I know it’s ridiculous to be jealous about the name of a conference, but not about seeing them naked together, but that’s just the way it is. Jealousy seems to make me suffer in the most unexpected ways.

* * *

The traffic crept along. A family was having a cookout under the bridge, and the smell of roasting meat wafted down the road, making the heat seem even more oppressive. Some seagulls were preening themselves, perched on posts in the sandbar. The river was dotted with windsurfers and small fishing boats. At the sound of an impatient honk the gulls fluttered up into the air. As I squinted into the sunlight I could see the ocean shining in the distance.

A truck had overturned on the bridge. It was probably going too fast and had hit the median. At any rate, the cab on the driver’s side was crushed, and a tire had come loose and jumped the guardrail. An ambulance and a wrecker and several police cars were pulled up at the scene with emergency lights flashing.

I was pretty sure the driver was dead. His bones and organs would have been crushed by the steering wheel. But somehow this seemed less shocking to me than the fact that the surface of the road was covered with tomatoes. Not that I realized what they were right away. At first I thought I must have driven into a field where an unfamiliar red flower was blooming. Or that the driver’s blood was covering the whole road.

But it was tomatoes—flawless, ripe ones—shining in the sunlight. A workman with a shovel was trying to gather them up, but he was making no visible progress. A number of people stood near the accident looking dazed, and some men were trying to cut open the cab of the truck with an electric saw.

Some tomatoes rolled in front of my car and must have been crushed under the tires, but I could barely feel them. They offered no resistance, as though they had wanted to be smashed all along, smeared across the road.

The other cars swerved to avoid the tomatoes, but I decided to try to hit as many as possible. If I got more than ten, I would go on, I would follow the road where it led.
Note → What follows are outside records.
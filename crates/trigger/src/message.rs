use shared::domain::{Channel, Intensity, TriggerCode};

const NOTE_OFF: u8 = 0x80;
const NOTE_ON: u8 = 0x90;

/// Channel voice messages the bridge emits.
#[derive(Debug, Clone, Copy, PartialEq, Eq)]
pub enum MidiMessage {
    NoteOn {
        channel: Channel,
        note: TriggerCode,
        velocity: Intensity,
    },
    NoteOff {
        channel: Channel,
        note: TriggerCode,
    },
}

impl MidiMessage {
    pub fn kind(&self) -> &'static str {
        match self {
            Self::NoteOn { .. } => "note on",
            Self::NoteOff { .. } => "note off",
        }
    }

    /// Wire encoding: status byte with the channel in the low nibble, then
    /// the two 7-bit data bytes. Note off always carries velocity 0.
    pub fn to_bytes(self) -> [u8; 3] {
        match self {
            Self::NoteOn {
                channel,
                note,
                velocity,
            } => [NOTE_ON | channel.get(), note.get(), velocity.get()],
            Self::NoteOff { channel, note } => [NOTE_OFF | channel.get(), note.get(), 0],
        }
    }
}
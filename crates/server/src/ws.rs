use std::{error::Error as StdError, io};

use async_trait::async_trait;
use axum::extract::ws::{Message, WebSocket};
use bridge::{Inbound, LiveChannel, TransportError};
use tracing::debug;

/// [`LiveChannel`] over an upgraded axum WebSocket.
pub(crate) struct WsChannel {
    socket: WebSocket,
}

impl WsChannel {
    pub(crate) fn new(socket: WebSocket) -> Self {
        Self { socket }
    }
}

/// Peer vanished without a close handshake: reset, broken pipe, EOF, or the
/// protocol layer reporting the same.
fn is_connection_lost(err: &(dyn StdError + 'static)) -> bool {
    let mut current = Some(err);
    while let Some(err) = current {
        if let Some(io_err) = err.downcast_ref::<io::Error>() {
            if matches!(
                io_err.kind(),
                io::ErrorKind::ConnectionReset
                    | io::ErrorKind::ConnectionAborted
                    | io::ErrorKind::BrokenPipe
                    | io::ErrorKind::UnexpectedEof
            ) {
                return true;
            }
        }
        if err.to_string().contains("without closing handshake") {
            return true;
        }
        current = err.source();
    }
    false
}

fn read_error(err: axum::Error) -> TransportError {
    let inner = err.into_inner();
    if is_connection_lost(inner.as_ref()) {
        TransportError::ConnectionLost(inner)
    } else {
        TransportError::Read(inner)
    }
}

#[async_trait]
impl LiveChannel for WsChannel {
    async fn recv(&mut self) -> Option<Result<Inbound, TransportError>> {
        loop {
            let frame = match self.socket.recv().await? {
                Ok(Message::Text(text)) => Ok(Inbound::Text(text)),
                Ok(Message::Binary(bytes)) => Ok(Inbound::Binary(bytes)),
                Ok(Message::Ping(_) | Message::Pong(_)) => continue,
                Ok(Message::Close(frame)) => {
                    if let Some(frame) = frame {
                        debug!(code = frame.code, reason = %frame.reason, "close frame received");
                    }
                    Ok(Inbound::Close)
                }
                Err(err) => Err(read_error(err)),
            };
            return Some(frame);
        }
    }

    async fn send_text(&mut self, text: String) -> Result<(), TransportError> {
        self.socket
            .send(Message::Text(text))
            .await
            .map_err(|e| TransportError::Write(e.into_inner()))
    }

    async fn close(&mut self) {
        // the peer may already be gone
        let _ = self.socket.send(Message::Close(None)).await;
    }
}

#[cfg(test)]
mod tests {
    use super::*;

    #[derive(Debug)]
    struct Wrapped(io::Error);

    impl std::fmt::Display for Wrapped {
        fn fmt(&self, f: &mut std::fmt::Formatter<'_>) -> std::fmt::Result {
            write!(f, "websocket io")
        }
    }

    impl StdError for Wrapped {
        fn source(&self) -> Option<&(dyn StdError + 'static)> {
            Some(&self.0)
        }
    }

    #[test]
    fn reset_connections_count_as_lost() {
        let reset = io::Error::new(io::ErrorKind::ConnectionReset, "reset by peer");
        assert!(is_connection_lost(&reset));
        assert!(is_connection_lost(&Wrapped(io::Error::new(
            io::ErrorKind::UnexpectedEof,
            "eof"
        ))));
    }

    #[test]
    fn handshake_violation_message_counts_as_lost() {
        let err = io::Error::new(
            io::ErrorKind::Other,
            "Connection reset without closing handshake",
        );
        assert!(is_connection_lost(&err));
    }

    #[test]
    fn other_failures_are_read_errors() {
        let err = io::Error::new(io::ErrorKind::InvalidData, "bad utf-8");
        assert!(!is_connection_lost(&err));
        let classified = read_error(axum::Error::new(err));
        assert!(!classified.is_expected_close());
    }
}
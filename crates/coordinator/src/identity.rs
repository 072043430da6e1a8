//! Signing identities.
//!
//! Every coordinator operation takes the identity it acts as explicitly.

use async_trait::async_trait;
use ed25519_dalek::{Signer, SigningKey};
use rand::rngs::OsRng;
use thiserror::Error;

use sealbid_types::{Address, Signature};

/// Errors produced by a signing identity.
#[derive(Debug, Clone, PartialEq, Eq, Error)]
pub enum IdentityError {
    #[error("signing request rejected: {0}")]
    Rejected(String),

    #[error("signer unavailable: {0}")]
    Unavailable(String),
}

/// Something that can sign on behalf of an address.
#[async_trait]
pub trait SigningIdentity: Send + Sync {
    fn address(&self) -> Address;

    async fn sign(&self, message: &[u8]) -> Result<Signature, IdentityError>;
}

/// An in-memory ed25519 keypair.
#[derive(Clone)]
pub struct Keypair {
    signing: SigningKey,
}

impl std::fmt::Debug for Keypair {
    fn fmt(&self, f: &mut std::fmt::Formatter<'_>) -> std::fmt::Result {
        f.debug_struct("Keypair")
            .field("address", &hex::encode(self.address()))
            .finish_non_exhaustive()
    }
}

impl Keypair {
    pub fn generate() -> Self {
        Self {
            signing: SigningKey::generate(&mut OsRng),
        }
    }

    pub fn from_secret(secret: [u8; 32]) -> Self {
        Self {
            signing: SigningKey::from_bytes(&secret),
        }
    }

    pub fn secret_bytes(&self) -> [u8; 32] {
        self.signing.to_bytes()
    }

    pub fn address(&self) -> Address {
        self.signing.verifying_key().to_bytes()
    }

    pub fn sign_now(&self, message: &[u8]) -> Signature {
        self.signing.sign(message).to_bytes()
    }
}

#[async_trait]
impl SigningIdentity for Keypair {
    fn address(&self) -> Address {
        Keypair::address(self)
    }

    async fn sign(&self, message: &[u8]) -> Result<Signature, IdentityError> {
        Ok(self.sign_now(message))
    }
}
In the rearview mirror, I could see a strip of crimson stretching out behind the car. Did hitting tomatoes feel the same as hitting a person? I began to count: one, two, three, four, five …

* * *

I’ve seen her only once, from a distance. My husband had forgotten some research notes he needed for work, and when I went to take them to him, I stopped by the secretarial pool and peeked in. I knew right away which one was his girlfriend, even though I had never seen any of them before. I knew because she fit so perfectly in the various scenes I had imagined on the nights he failed to come home—a room in some apartment, a table at his favorite restaurant, the deserted lot behind the hospital.

Still, I have no memory of the face I saw that day. I can’t recall how she wore her hair or makeup. The only thing I remember is that she was busy with some sort of complicated task.

She was standing at her desk, sorting documents. Thumbing through them impatiently, she would write on some, tear others to pieces, and attach labels to still others. Her face was half hidden by her limp, sweaty hair. When the phone on her desk rang, she called rudely for someone else to get it. Finally, it seemed she had finished putting all the papers in order, but then something must have happened because she made a disgusted noise audible even from where I stood and started the process again from the beginning.

But no matter how many times she started over, it didn’t seem to work out. Something always went wrong. She was constantly erasing things she had just written, folding and refolding, stamping something here and there—as though trying anything that came into her head. But the longer she worked—and it seemed as though she might go on forever—the more chaotic the papers became. Nor, through all this, did anyone come to help her.